[Dataset records]
************

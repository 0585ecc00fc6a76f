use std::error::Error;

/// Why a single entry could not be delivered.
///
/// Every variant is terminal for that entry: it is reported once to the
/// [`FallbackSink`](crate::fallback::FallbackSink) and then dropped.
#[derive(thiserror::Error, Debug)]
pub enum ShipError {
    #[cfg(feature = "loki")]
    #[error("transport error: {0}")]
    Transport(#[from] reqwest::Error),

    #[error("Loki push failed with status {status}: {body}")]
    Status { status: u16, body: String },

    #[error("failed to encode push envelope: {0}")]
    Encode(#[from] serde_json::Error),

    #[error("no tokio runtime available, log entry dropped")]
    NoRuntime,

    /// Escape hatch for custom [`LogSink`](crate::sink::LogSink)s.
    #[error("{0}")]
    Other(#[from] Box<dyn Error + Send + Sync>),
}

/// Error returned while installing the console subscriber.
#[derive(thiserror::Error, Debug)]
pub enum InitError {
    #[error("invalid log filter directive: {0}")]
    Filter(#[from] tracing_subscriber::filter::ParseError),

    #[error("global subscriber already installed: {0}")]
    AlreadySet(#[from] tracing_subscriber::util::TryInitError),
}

************

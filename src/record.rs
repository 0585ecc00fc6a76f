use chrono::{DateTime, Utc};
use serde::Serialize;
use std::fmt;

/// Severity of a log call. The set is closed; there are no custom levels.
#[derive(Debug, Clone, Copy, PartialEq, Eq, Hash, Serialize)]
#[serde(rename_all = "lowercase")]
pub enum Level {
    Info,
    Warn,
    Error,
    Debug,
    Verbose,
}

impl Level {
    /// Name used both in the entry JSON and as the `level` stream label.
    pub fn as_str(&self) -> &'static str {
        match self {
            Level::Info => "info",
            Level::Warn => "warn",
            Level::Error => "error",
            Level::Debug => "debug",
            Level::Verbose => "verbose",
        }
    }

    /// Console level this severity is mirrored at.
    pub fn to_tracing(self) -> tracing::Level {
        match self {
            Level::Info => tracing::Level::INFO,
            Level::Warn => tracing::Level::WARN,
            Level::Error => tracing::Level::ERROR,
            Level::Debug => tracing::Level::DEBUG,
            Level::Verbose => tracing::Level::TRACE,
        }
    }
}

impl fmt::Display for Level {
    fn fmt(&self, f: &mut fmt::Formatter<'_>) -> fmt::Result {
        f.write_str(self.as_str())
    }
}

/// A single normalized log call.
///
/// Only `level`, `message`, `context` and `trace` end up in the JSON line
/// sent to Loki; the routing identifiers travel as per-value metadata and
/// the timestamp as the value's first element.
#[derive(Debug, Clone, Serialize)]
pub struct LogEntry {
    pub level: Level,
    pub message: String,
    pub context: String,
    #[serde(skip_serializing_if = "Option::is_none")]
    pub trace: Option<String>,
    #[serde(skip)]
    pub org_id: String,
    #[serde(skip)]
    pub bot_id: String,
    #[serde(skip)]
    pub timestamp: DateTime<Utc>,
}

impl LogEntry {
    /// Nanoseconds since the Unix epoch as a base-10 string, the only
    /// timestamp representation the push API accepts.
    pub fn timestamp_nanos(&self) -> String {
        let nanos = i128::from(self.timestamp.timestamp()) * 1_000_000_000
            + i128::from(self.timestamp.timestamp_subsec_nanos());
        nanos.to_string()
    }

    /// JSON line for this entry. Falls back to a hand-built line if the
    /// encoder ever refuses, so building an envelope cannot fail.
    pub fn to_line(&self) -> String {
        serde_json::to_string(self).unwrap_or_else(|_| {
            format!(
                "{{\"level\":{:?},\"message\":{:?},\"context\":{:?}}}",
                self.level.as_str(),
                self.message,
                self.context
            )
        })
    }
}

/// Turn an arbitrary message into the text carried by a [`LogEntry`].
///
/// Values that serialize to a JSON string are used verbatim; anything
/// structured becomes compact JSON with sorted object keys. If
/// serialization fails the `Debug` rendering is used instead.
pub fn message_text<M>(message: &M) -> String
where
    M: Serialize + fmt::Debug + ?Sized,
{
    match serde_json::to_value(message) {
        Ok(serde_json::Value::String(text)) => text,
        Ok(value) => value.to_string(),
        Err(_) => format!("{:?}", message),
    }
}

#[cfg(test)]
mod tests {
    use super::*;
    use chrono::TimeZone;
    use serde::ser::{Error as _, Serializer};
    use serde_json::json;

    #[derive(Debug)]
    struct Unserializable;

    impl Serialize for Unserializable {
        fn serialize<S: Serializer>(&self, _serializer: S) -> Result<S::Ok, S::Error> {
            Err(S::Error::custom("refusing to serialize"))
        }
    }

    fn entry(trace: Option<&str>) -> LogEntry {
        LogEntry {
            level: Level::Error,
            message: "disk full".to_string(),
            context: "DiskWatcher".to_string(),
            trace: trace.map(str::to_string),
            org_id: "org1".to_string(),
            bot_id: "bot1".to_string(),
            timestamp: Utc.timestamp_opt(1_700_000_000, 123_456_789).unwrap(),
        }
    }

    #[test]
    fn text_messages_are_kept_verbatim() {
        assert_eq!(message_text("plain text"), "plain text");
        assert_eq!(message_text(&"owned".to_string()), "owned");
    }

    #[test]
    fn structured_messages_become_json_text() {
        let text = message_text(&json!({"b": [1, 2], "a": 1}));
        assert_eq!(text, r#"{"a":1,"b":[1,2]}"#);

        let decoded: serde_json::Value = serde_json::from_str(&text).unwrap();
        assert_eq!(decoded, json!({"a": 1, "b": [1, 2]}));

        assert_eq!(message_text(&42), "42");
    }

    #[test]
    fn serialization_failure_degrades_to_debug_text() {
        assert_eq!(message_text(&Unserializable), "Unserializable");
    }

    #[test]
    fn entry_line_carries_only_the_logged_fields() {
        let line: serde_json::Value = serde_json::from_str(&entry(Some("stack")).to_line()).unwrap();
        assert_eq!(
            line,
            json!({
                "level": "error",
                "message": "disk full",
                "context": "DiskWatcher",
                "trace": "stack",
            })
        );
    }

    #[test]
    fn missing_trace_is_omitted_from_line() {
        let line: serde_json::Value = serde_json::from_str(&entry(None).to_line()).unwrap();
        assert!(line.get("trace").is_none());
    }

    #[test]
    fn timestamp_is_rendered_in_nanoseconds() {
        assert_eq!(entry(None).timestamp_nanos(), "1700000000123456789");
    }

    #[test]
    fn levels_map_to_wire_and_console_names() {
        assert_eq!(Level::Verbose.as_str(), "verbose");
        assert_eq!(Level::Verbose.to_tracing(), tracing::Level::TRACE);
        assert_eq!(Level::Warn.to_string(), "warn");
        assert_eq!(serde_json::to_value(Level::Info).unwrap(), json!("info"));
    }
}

************

* ASSIGNMENT
Where does "Unserializable" appear in the records above? Copy every line that has it.

* RESPONSE AREA
    struct Unserializable;
    impl Serialize for Unserializable {
        assert_eq!(message_text(&Unserializable), "Unserializable");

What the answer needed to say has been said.